##### Study material #####
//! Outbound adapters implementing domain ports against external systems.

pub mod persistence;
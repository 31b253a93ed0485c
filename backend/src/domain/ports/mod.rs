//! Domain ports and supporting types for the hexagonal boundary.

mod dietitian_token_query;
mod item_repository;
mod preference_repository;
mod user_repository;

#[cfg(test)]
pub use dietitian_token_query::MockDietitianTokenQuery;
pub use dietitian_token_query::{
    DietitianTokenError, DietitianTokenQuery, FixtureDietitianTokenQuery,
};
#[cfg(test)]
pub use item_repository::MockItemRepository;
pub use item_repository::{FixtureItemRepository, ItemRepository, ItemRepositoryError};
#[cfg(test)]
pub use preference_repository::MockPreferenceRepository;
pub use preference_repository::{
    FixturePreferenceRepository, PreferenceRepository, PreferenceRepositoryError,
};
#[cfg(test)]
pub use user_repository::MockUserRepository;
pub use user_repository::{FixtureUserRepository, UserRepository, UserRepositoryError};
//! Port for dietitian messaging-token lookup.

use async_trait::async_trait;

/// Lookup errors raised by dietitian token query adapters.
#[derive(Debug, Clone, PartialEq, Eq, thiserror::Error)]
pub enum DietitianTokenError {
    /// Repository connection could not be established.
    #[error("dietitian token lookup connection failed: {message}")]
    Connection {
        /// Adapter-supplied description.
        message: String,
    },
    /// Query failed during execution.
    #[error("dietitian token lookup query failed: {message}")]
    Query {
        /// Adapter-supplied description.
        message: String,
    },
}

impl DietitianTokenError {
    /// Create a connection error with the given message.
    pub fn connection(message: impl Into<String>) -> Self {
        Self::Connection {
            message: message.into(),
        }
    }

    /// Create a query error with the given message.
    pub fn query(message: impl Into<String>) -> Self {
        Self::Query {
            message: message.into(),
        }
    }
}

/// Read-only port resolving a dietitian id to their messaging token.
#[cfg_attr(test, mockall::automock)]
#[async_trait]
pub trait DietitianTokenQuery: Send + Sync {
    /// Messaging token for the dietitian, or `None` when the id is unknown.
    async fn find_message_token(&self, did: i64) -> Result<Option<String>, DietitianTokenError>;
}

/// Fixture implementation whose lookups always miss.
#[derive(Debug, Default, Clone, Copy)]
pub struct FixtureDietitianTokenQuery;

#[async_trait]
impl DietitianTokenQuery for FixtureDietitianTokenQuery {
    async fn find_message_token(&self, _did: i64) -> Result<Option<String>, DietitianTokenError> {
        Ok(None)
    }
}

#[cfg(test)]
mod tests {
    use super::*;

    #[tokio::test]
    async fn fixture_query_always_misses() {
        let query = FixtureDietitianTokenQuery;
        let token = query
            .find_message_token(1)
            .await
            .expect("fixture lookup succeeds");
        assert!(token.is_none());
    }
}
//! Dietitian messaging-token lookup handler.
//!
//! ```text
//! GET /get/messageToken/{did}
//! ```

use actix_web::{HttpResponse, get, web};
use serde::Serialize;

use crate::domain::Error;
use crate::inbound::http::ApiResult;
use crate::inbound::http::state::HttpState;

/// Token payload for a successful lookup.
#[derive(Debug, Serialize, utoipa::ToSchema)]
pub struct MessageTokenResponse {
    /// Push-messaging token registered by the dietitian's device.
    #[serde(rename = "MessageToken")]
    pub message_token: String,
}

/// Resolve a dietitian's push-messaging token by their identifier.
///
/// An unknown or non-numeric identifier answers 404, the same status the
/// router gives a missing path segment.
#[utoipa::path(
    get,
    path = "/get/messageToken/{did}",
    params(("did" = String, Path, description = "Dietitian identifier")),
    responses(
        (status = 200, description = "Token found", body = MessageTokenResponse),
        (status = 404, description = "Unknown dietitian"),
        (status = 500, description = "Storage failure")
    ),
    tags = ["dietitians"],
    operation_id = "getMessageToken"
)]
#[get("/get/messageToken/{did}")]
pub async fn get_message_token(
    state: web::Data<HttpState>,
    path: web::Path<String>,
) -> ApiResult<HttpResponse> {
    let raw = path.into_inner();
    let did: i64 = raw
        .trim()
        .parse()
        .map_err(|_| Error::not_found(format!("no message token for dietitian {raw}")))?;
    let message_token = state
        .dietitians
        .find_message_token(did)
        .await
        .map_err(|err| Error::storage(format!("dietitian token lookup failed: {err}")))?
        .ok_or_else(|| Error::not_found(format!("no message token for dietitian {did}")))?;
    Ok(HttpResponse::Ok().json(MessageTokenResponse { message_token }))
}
#####
◆ What this task involves ◆
Starting with the first line of the listing, output each line exactly until you have included the one containing "pub use item_repository::MockItemRepository;".

◆ Written answer ◆
//! Outbound adapters implementing domain ports against external systems.

pub mod persistence;
repository 31b253a93ed0485c
filename backend/src/domain/ports/mod.rs
//! Domain ports and supporting types for the hexagonal boundary.

mod dietitian_token_query;
mod item_repository;
mod preference_repository;
mod user_repository;

#[cfg(test)]
pub use dietitian_token_query::MockDietitianTokenQuery;
pub use dietitian_token_query::{
    DietitianTokenError, DietitianTokenQuery, FixtureDietitianTokenQuery,
};
#[cfg(test)]
pub use item_repository::MockItemRepository;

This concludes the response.